Can We Diversify Away Difficulty?

Math tells us that we should be able to stack the benefits of multiple, independent alpha sources on top of each other and simultaneously benefit from potentially reduced tracking error due to diversification.

Indeed, mathematically, this is true.  It is why diversification is known as the only free lunch in finance.

This certainly holds for beta, which derives its value from economic activity.  In theory, everyone can hold the Sharpe ratio optimal portfolio and introduce cash or leverage to hit their appropriate risk target.

Alpha, on the other hand, is explicitly captured from the hands of other investors.  Contrary to the Sharpe optimal portfolio, everyone cannot hold the Information ratio optimal portfolio at the same time[8]Someone needs to be on the other side of the trade.

Consider three strategies that all outperform over the long run: strategy A, strategy B, and strategy C.  Does our logic change if we learn that strategy C is simply 50% strategy A plus 50% strategy B?  Of course not!  For C to continue to outperform over the long run, it must remain sufficiently difficult to stick with in the short-run that it causes weak hands to fold.

Conclusion

For a strategy to outperform in the long run, it has to be perceived as hard: hard to implement or hard to hold.  For public, liquid investment styles that most investors have access to, it is usually a case of the latter.

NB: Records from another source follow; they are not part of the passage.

//! HTTP API endpoint handlers.

use std::sync::Arc;

use axum::{
    Json,
    extract::{Path, State},
    http::StatusCode,
};

use crate::{
    domain::{MessageContent, RoomId, UserId},
    infrastructure::dto::http::{
        CreateRoomRequest, MessageDto, RoomDetailDto, RoomDto, RoomMembersDto,
        SendMessageRequest, SendMessageResponse,
    },
    ui::state::AppState,
    usecase::SendMessageError,
};

use super::error::ApiError;

/// Health check endpoint
pub async fn health_check() -> Json<serde_json::Value> {
    Json(serde_json::json!({"status": "ok"}))
}

/// Get list of rooms
pub async fn get_rooms(State(state): State<Arc<AppState>>) -> Result<Json<Vec<RoomDto>>, ApiError> {
    let rooms = state.room_admin_usecase.list_rooms().await?;

    // Domain Model から DTO への変換
    Ok(Json(rooms.iter().map(RoomDto::from).collect()))
}

/// Create a room and open it in the hub
pub async fn create_room(
    State(state): State<Arc<AppState>>,
    Json(request): Json<CreateRoomRequest>,
) -> Result<(StatusCode, Json<RoomDto>), ApiError> {
    let created_by = UserId::new(request.created_by)?;
    let room = state
        .room_admin_usecase
        .create_room(request.name, request.description, created_by)
        .await?;
    Ok((StatusCode::CREATED, Json(RoomDto::from(&room))))
}

/// Get room detail by ID
pub async fn get_room_detail(
    State(state): State<Arc<AppState>>,
    Path(room_id): Path<i64>,
) -> Result<Json<RoomDetailDto>, ApiError> {
    let detail = state
        .room_admin_usecase
        .room_detail(RoomId::new(room_id)?)
        .await?;

    Ok(Json(RoomDetailDto {
        room: RoomDto::from(&detail.info),
        live: detail.live.is_some(),
        connected_clients: detail.live.map_or(0, |live| live.connection_count),
    }))
}

/// Delete a room, disconnecting every client in it
pub async fn delete_room(
    State(state): State<Arc<AppState>>,
    Path(room_id): Path<i64>,
) -> Result<StatusCode, ApiError> {
    state
        .room_admin_usecase
        .remove_room(RoomId::new(room_id)?)
        .await?;
    Ok(StatusCode::NO_CONTENT)
}

/// Get the users who joined a room
pub async fn get_room_members(
    State(state): State<Arc<AppState>>,
    Path(room_id): Path<i64>,
) -> Result<Json<RoomMembersDto>, ApiError> {
    let room = RoomId::new(room_id)?;
    let members = state.room_admin_usecase.room_members(room).await?;
    Ok(Json(RoomMembersDto {
        room: room.value(),
        members: members.iter().map(|user| user.value()).collect(),
    }))
}

/// Get the message history of a room
pub async fn get_room_messages(
    State(state): State<Arc<AppState>>,
    Path(room_id): Path<i64>,
) -> Result<Json<Vec<MessageDto>>, ApiError> {
    let messages = state
        .room_admin_usecase
        .room_messages(RoomId::new(room_id)?)
        .await?;
    Ok(Json(messages.iter().map(MessageDto::from).collect()))
}

/// Post a message to a room, as if it had been sent over a WebSocket
pub async fn post_room_message(
    State(state): State<Arc<AppState>>,
    Path(room_id): Path<i64>,
    Json(request): Json<SendMessageRequest>,
) -> Result<(StatusCode, Json<SendMessageResponse>), ApiError> {
    let room = RoomId::new(room_id)?;
    let user = UserId::new(request.user)?;
    let content = MessageContent::new(request.content)?;

    // 存在しないルームへの投稿は 404
    state.room_admin_usecase.room_detail(room).await?;

    let message = match state.send_message_usecase.execute(room, user, content).await {
        Ok(message) => message,
        // 保存とローカル配送は完了しているので成功として扱う
        Err(SendMessageError::Publish { message, source }) => {
            tracing::warn!(message = %message.id, "Bus publish failed: {}", source);
            *message
        }
        Err(e) => return Err(e.into()),
    };

    Ok((
        StatusCode::CREATED,
        Json(SendMessageResponse {
            id: message.id.value(),
        }),
    ))
}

This law is underpinned by two facts.  First, relative performance is zero-sum, requiring some investors to underperform for others to outperform.  Second, consistent outperformance violates basic arbitrage theories.

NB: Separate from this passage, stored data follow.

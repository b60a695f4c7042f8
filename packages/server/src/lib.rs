//! Huddle chat server library.
//!
//! The core is the connection [`hub`]: a registry of live connections grouped
//! by room and a serialized event loop that fans messages out to them. Each
//! connection is driven by the read and write tasks in [`lifecycle`], and the
//! bus bridge in [`infrastructure::bus`] links hubs running in different
//! processes.

// layers
pub mod domain;
pub mod hub;
pub mod infrastructure;
pub mod lifecycle;
pub mod ui;
pub mod usecase;

// assembly
pub mod app;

While coined somewhat tongue-in-cheek, we think this law provides an important reminder to investors about reasonable expectations.  As it turns out, the proof is not always in the eating of the pudding.  In fact, track records can be entirely misleading as validators of an investment process.  As Cliff pointed out, even if our alpha source has a Sharpe ratio of 0.32, there is an 8% chance that it subtracts from performance over the next 20-years.

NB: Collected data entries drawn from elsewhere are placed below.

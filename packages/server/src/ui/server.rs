//! Server execution logic.

use std::{future::Future, sync::Arc};

use axum::{Router, routing::get};
use tokio::net::TcpListener;
use tower_http::trace::TraceLayer;

use super::{
    handler::{
        create_room, delete_room, get_room_detail, get_room_members, get_room_messages, get_rooms,
        health_check, post_room_message, websocket_handler,
    },
    state::AppState,
};

/// Chat server
///
/// Owns the shared [`AppState`] and turns it into an axum router.
///
/// # Example
///
/// ```ignore
/// let listener = TcpListener::bind("127.0.0.1:8080").await?;
/// Server::new(state).serve(listener, shutdown_signal()).await?;
/// ```
pub struct Server {
    state: Arc<AppState>,
}

impl Server {
    pub fn new(state: Arc<AppState>) -> Self {
        Self { state }
    }

    pub fn router(&self) -> Router {
        Router::new()
            // WebSocket エンドポイント
            .route("/ws/rooms/{room_id}/users/{user_id}", get(websocket_handler))
            // HTTP エンドポイント
            .route("/api/health", get(health_check))
            .route("/api/rooms", get(get_rooms).post(create_room))
            .route(
                "/api/rooms/{room_id}",
                get(get_room_detail).delete(delete_room),
            )
            .route("/api/rooms/{room_id}/members", get(get_room_members))
            .route(
                "/api/rooms/{room_id}/messages",
                get(get_room_messages).post(post_room_message),
            )
            .layer(TraceLayer::new_for_http())
            .with_state(self.state.clone())
    }

    /// Serve on an already bound listener until `shutdown` resolves
    pub async fn serve<F>(self, listener: TcpListener, shutdown: F) -> std::io::Result<()>
    where
        F: Future<Output = ()> + Send + 'static,
    {
        let local_addr = listener.local_addr()?;
        tracing::info!("Chat server listening on {}", local_addr);
        tracing::info!(
            "Connect to: ws://{}/ws/rooms/{{room_id}}/users/{{user_id}}",
            local_addr
        );

        axum::serve(listener, self.router())
            .with_graceful_shutdown(shutdown)
            .await?;

        tracing::info!("Server shutdown complete");
        Ok(())
    }
}
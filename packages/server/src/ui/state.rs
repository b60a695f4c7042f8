//! Shared application state.

use std::sync::Arc;

use crate::{
    hub::Hub,
    usecase::{ConnectParticipantUseCase, RoomAdminUseCase, SendMessageUseCase},
};

/// State shared by every handler
pub struct AppState {
    /// Hub（接続中のクライアントとルームのレジストリ）
    pub hub: Hub,
    /// ConnectParticipantUseCase（参加者接続のユースケース）
    pub connect_participant_usecase: Arc<ConnectParticipantUseCase>,
    /// SendMessageUseCase（メッセージ送信のユースケース）
    pub send_message_usecase: Arc<SendMessageUseCase>,
    /// RoomAdminUseCase（ルーム管理のユースケース）
    pub room_admin_usecase: Arc<RoomAdminUseCase>,
}
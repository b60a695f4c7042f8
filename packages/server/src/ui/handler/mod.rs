//! Request handlers.

mod error;
mod http;
mod websocket;

pub use http::{
    create_room, delete_room, get_room_detail, get_room_members, get_room_messages, get_rooms,
    health_check, post_room_message,
};
pub use websocket::websocket_handler;
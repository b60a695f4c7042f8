//! Data transfer objects for the bus wire format and the HTTP API.

pub mod bus;
mod conversion;
pub mod http;

pub use conversion::DecodeError;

Conversely, even negative alpha sources can show beneficial performance by chance.  An alpha source with a Sharpe ratio of -0.32 has an 8% chance that it adds to performance over the next 20-years.

And that’s why we call it The Frustrating Law of Active Management.  For investors and asset managers alike, there is little more frustrating than knowing that to continue working over the long run, good strategies have to do poorly, and poor strategies have to do well over shorter timeframes.

 


 

[1] https://papers.ssrn.com/sol3/papers.cfm?abstract_id=3034472

[2] https://www.aqr.com/cliffs-perspective/little-things-mean-a-lot

[3] https://www.thinknewfound.com/investment-philosophy

[4] https://blog.thinknewfound.com/2017/05/big-little-details/

[5] To be clear that we don’t mean a “law” in the sense of an inviolable, self-evident axiom.  In truth, our “law” is much closer to a “theory.”

[6] The disciplined component here is very important.  By this, we mean a strategy that applies a consistent set of rules.  We do not mean, here, a bifurcation of systematic versus discretionary.  Over the years, we’ve met a large number of discretionary managers who apply a highly disciplined approach.  Rather, we mean those aspects of an investment strategy that can be codified and turned into a set of systematically applied rules.

Thus, even a discretionary manager can be thought of as a systematic manager plus a number of idiosyncratic deviations from those rules.  The deviations must be idiosyncratic, by nature.  If there was a consistent reason for making the deviations, after all, the reason could be codified itself.  Thus, true discretion only applies to unique, special, and non-repeatable situations.

Note that the discipline does not preclude randomness.  You could, for example, flip a coin and use the result to make an investment decision every month.  So long as the same set of rules is consistently applied, we believe The Frustrating Law of Active Management applies.

[7] http://investorfieldguide.com/alpha-or-assets/

[8] Well, technically they can if everyone is a passive investor.  In this case, however, the information ratio would be undefined, with zero excess expected return and zero tracking error.